The canonical packages each own a distinct slice of the overall system:

  • bijux-canon-ingest for deterministic document ingestion, chunking, retrieval assembly, and ingest-facing boundaries.
  • bijux-canon-index for contract-driven vector execution with replay-aware determinism, audited backend behavior, and provenance-rich result handling.
  • bijux-canon-reason for deterministic evidence-aware reasoning, claim formation, verification, and traceable reasoning workflows.
  • bijux-canon-agent for deterministic, auditable agent orchestration with role-local behavior, pipeline control, and trace-backed results.
  • bijux-canon-runtime for governed execution and replay authority with auditable non-determinism handling, persistence, and package-to-package coordination.

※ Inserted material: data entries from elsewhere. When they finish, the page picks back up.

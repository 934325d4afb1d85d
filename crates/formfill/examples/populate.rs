//! Populate a small form with submitted values and print the result.

use std::io::Write;

use formfill::{Form, FormPopulationFilter, Values};

fn main() -> Result<(), Box<dyn std::error::Error>> {
    let months = [
        "January", "February", "March", "April", "May", "June", "July", "August", "September",
        "October", "November", "December",
    ];

    // Values as they would arrive from a submitted request body.
    let mut values = Values::new();
    values.insert("name".to_string(), vec!["Arran Walker".to_string()]);
    values.insert("food".to_string(), vec!["1".to_string()]);
    values.insert("month".to_string(), vec!["3".to_string()]);

    let filter = FormPopulationFilter::new();
    filter.execute_template(
        vec![Form {
            values,
            ..Form::default()
        }],
        |out| {
            write!(
                out,
                r#"<html>
<head>
    <title>Your Information</title>
</head>
<body>
    <form action="/" method="post">
        <div class="form-group">
            <label for="name">Name</label>
            <input name="name" type="text" placeholder="John Smith">
        </div>

        <div class="form-group">
            <label>Do you like food? <input type="checkbox" name="food"></label>
        </div>

        <div class="form-group">
            <label for="month">Favourite Month</label>
            <select id="month" name="month">
"#,
            )?;
            for (index, month) in months.iter().enumerate() {
                writeln!(out, "                <option value=\"{index}\">{month}</option>")?;
            }
            write!(
                out,
                r#"            </select>
        </div>
    </form>
</body>
</html>"#,
            )
        },
        std::io::stdout().lock(),
    )?;
    Ok(())
}
//! Replay recorded requests against a live endpoint
//!
//! Drives every archived request back through a transport, either to
//! re-issue them (`replay_all`) or to check that the live server still
//! answers the way the archive remembers (`verify_all`).

use tracing::{debug, info, warn};

use crate::har::{HttpArchive, Request};
use crate::interceptor::forwarded_request;
use crate::network::{HttpRequest, HttpResponse, Transport};
use crate::Result;

/// Outcome of verifying an archive against a live endpoint
#[derive(Debug, Default)]
pub struct VerifyReport {
    /// Number of entries replayed
    pub total: usize,
    /// Entries whose live response differed from the recording
    pub failures: Vec<VerifyFailure>,
}

impl VerifyReport {
    /// Whether every entry matched
    pub fn passed(&self) -> bool {
        self.failures.is_empty()
    }
}

/// One mismatch between a live response and its recording
#[derive(Debug)]
pub struct VerifyFailure {
    /// Request method
    pub method: String,
    /// Request URL
    pub url: String,
    /// What differed
    pub reason: String,
}

/// Re-issue every recorded request through `transport`
///
/// # Errors
///
/// Returns the first transport failure; entries without a response are
/// skipped, not replayed.
pub async fn replay_all<T: Transport>(
    archive: &HttpArchive,
    transport: &T,
) -> Result<Vec<HttpResponse>> {
    let mut responses = Vec::with_capacity(archive.log.entries.len());

    for entry in &archive.log.entries {
        let request = rebuild_request(&entry.request);
        debug!("Replaying {} {}", request.method, request.url);
        responses.push(transport.send(&request).await?);
    }

    info!("Replayed {} recorded requests", responses.len());
    Ok(responses)
}

/// Replay every entry and compare live status + body against the recording
///
/// # Errors
///
/// Returns the first transport failure or an undecodable recorded body;
/// mismatches are collected in the report, not raised.
pub async fn verify_all<T: Transport>(archive: &HttpArchive, transport: &T) -> Result<VerifyReport> {
    let mut report = VerifyReport::default();

    for entry in &archive.log.entries {
        let Some(recorded) = &entry.response else {
            continue;
        };

        let request = rebuild_request(&entry.request);
        let live = transport.send(&request).await?;
        report.total += 1;

        let reason = if live.status != recorded.status {
            Some(format!(
                "status {} != recorded {}",
                live.status, recorded.status
            ))
        } else if live.body != recorded.content.decoded_bytes()? {
            Some("body differs from recording".to_string())
        } else {
            None
        };

        if let Some(reason) = reason {
            warn!(
                "Mismatch on {} {}: {reason}",
                entry.request.method, entry.request.url
            );
            report.failures.push(VerifyFailure {
                method: entry.request.method.clone(),
                url: entry.request.url.clone(),
                reason,
            });
        }
    }

    info!(
        "Verified {} entries, {} mismatches",
        report.total,
        report.failures.len()
    );
    Ok(report)
}

/// Rebuild an outgoing request from a recorded one
///
/// Shares the interceptor's rule: content-* headers are dropped and
/// re-derived from the attached body.
fn rebuild_request(recorded: &Request) -> HttpRequest {
    let mut request = HttpRequest::new(recorded.method.clone(), recorded.url.clone());
    request.headers = recorded.headers.clone();
    if let Some(post_data) = &recorded.post_data {
        request = request.body(post_data.mime_type.clone(), post_data.text.clone());
    }
    forwarded_request(&request)
}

Shared Maintainer Packages

Concrete Anchors

  • pyproject.toml for workspace metadata and commit conventions
  • Makefile and makes/ for root automation
  • apis/ and .github/workflows/ for schema and validation review

Use This Page When

  • you are dealing with repository-wide seams rather than one package alone
  • you need shared workflow, schema, or governance context before changing code
  • you want the monorepo view that sits above the package handbooks

Decision Rule

Use Package Map to decide whether the current question is genuinely repository-wide or whether it belongs back in one package handbook. If the answer depends mostly on one package's local behavior, this page should redirect instead of absorbing detail that the package should own.

What This Page Answers

  • which repository-level decision this page clarifies
  • which shared assets or workflows a reviewer should inspect
  • how the repository boundary differs from package-local ownership

Reviewer Lens

  • compare the page claims with the real root files, workflows, or schema assets
  • check that repository guidance still stops where package ownership begins
  • confirm that any repository rule described here is still enforceable in code or automation

Honesty Boundary

These pages explain repository-level intent and shared rules, but they do not override package-local ownership. They also do not count as proof by themselves; the real backstops are the referenced files, workflows, schemas, and checks.

Next Checks

  • move to the owning package docs when the question stops being repository-wide
  • check root files, schemas, or workflows named here before trusting prose alone
  • use maintainer docs next if the root issue is really about automation or drift tooling

Purpose

This page lets a reader see the whole system shape from one place before diving into package-local detail.

Stability

Update this page only when package ownership changes, not for ordinary internal refactors.